Yo no digo que haya que ejercer la gerontocracia, el gobierno o dominio ejercido por ancianos, pero creo que los mayores merecemos una atención que no siempre tenemos. La lista de dirigentes metidos en edad no es corta. Desde Joe Biden, presidente de la primera nación del mundo, que ha cumplido 80 años, hasta la de su competidor, el ínclito Donald Trump, con sus 77 del ala, sin olvidar a José Mujica, que fue presidente de Uruguay con 75 años y estuvo hasta los 80, o Winston Churchill, que a los 82 aún mandaba en Inglaterra. Todos ellos, de una manera u otra, tuvieron feliz gobernación. Sin embargo, creo que son excepciones, ya que, para ejercer bien la política, hay que estar en plenitud de facultades. Lo que no quiere decir que haya que arrinconar a gente que está perfecta para actividades que no necesiten fuerza física (abogados, docentes, artistas...). Me encanta oír a Maruja Torres porque todas sus reflexiones parten de su edad, que no disimula, y que defiende con la misma vehemencia que ha defendido los derechos sociales desde su juventud. Pero no está de más aconsejar a estos mayores que lo que manifiesten no se salga de la lógica y de la sensatez.

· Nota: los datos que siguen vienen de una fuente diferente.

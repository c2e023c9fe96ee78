//! Combining the five metric functions for one record.

use tracing::debug;

use crate::models::{AttendanceRecord, DerivedMetrics, ShiftPolicy};

use super::day_detection::get_day_category;
use super::lateness::calculate_lateness;
use super::loyalty::calculate_loyalty;
use super::overtime_bonus::OvertimeBonusRule;
use super::overtime_hours::calculate_overtime_hours;
use super::work_hours::calculate_work_hours;

/// Calculates all derived metrics for one record under one policy.
///
/// The day category comes from the record's date. Under
/// [`OvertimeBonusRule::LegacyThreshold`] the loyalty band is reported as
/// zero: reports produced by that rule had no loyalty column, and the
/// threshold rule overlaps the 30-59 minute band.
pub fn calculate_metrics(
    record: &AttendanceRecord,
    policy: &ShiftPolicy,
    rule: OvertimeBonusRule,
) -> DerivedMetrics {
    let day = get_day_category(record.date);

    let loyalty_minutes = match rule {
        OvertimeBonusRule::FlatHour => calculate_loyalty(record, policy, day),
        OvertimeBonusRule::LegacyThreshold => rust_decimal::Decimal::ZERO,
    };

    let metrics = DerivedMetrics {
        work_hours: calculate_work_hours(record, policy, day),
        overtime_hours: calculate_overtime_hours(record, policy, day),
        loyalty_minutes,
        overtime_bonus: rule.apply(record, policy, day),
        lateness_minutes: calculate_lateness(record, policy, day),
    };

    debug!(
        attendance_id = record.id,
        date = %record.date,
        day = %day,
        policy_id = policy.id,
        work_hours = %metrics.work_hours,
        overtime_bonus = %metrics.overtime_bonus,
        "Calculated attendance metrics"
    );

    metrics
}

Imagino que los lectores, listos como ellos solos, adivinarán hacia dónde se dirigen mis flechas; hacia dos octogenarios por los que he sentido verdadera admiración, y que me dejan perplejo cuando opinan sobre la actual política española. Felipe y Alfonso, Alfonso y Felipe, dos abuelos Cebolletas, han dado probada muestra de impertinencia e inoportunidad. No entraré en sus razones, que las habrá, sino en la sensatez que se les debe suponer. Como si estuvieran en una burbuja presidida por la verdad absoluta, han vertido opiniones, que son algo más que opiniones: son amonestaciones a quien, siendo de los suyos, creen que se equivoca con gestiones que ni siquiera ha iniciado. Creerán que así aciertan, pues siempre hay un coro de devotos que aplaude hasta lo más absurdo. Pero la pata la han metido hasta el corvejón. Si no, al tiempo. Alguien pensará que en ese nivel podría citar también al ínclito Ramón Tamames, el cual, en una edad provecta, hizo algo peor: cambiar de ideología como se cambia de calcetines. E hizo el más grande ridículo del que, por fortuna, ya nadie se acuerda.
Y ahora explico el título de esta columna. En los años sesenta, nuestro Fernando Arrabal inició un llamado movimiento pánico, junto a otros creadores de su corte. Inmersos en una de las muchas vanguardias, los pánicos se basaban en el «respeto irrespetuoso al dios Pan», cosa que tampoco se comprende demasiado. Más clara está en Virgilio Piñera, escritor cubano no demasiado conocido pero importante. No deja de ser curioso que apenas se sepa de creadores cubanos; no sé por qué. O sí sé por qué. Piñera obtuvo el Premio Casa de las Américas en 1968, con una obra llamada 'Dos viejos pánicos'. En ella, los dos únicos personajes (no tan mayores: confiesan unos sesenta años) tienen miedo del mundo, de la gente, de la policía, de todo. Uno recorta caras de personas que salen en periódicos y revistas creyendo que así los mata; la otra se hace la muerta. Muestran sus razones, aunque lo que en realidad parecen son dos grandes maniáticos. Y así pasan la vida. Miran al pasado y no se reconocen. Es lo que creo que les pasa también a nuestros Felipe y Alfonso. Dos viejos pánicos.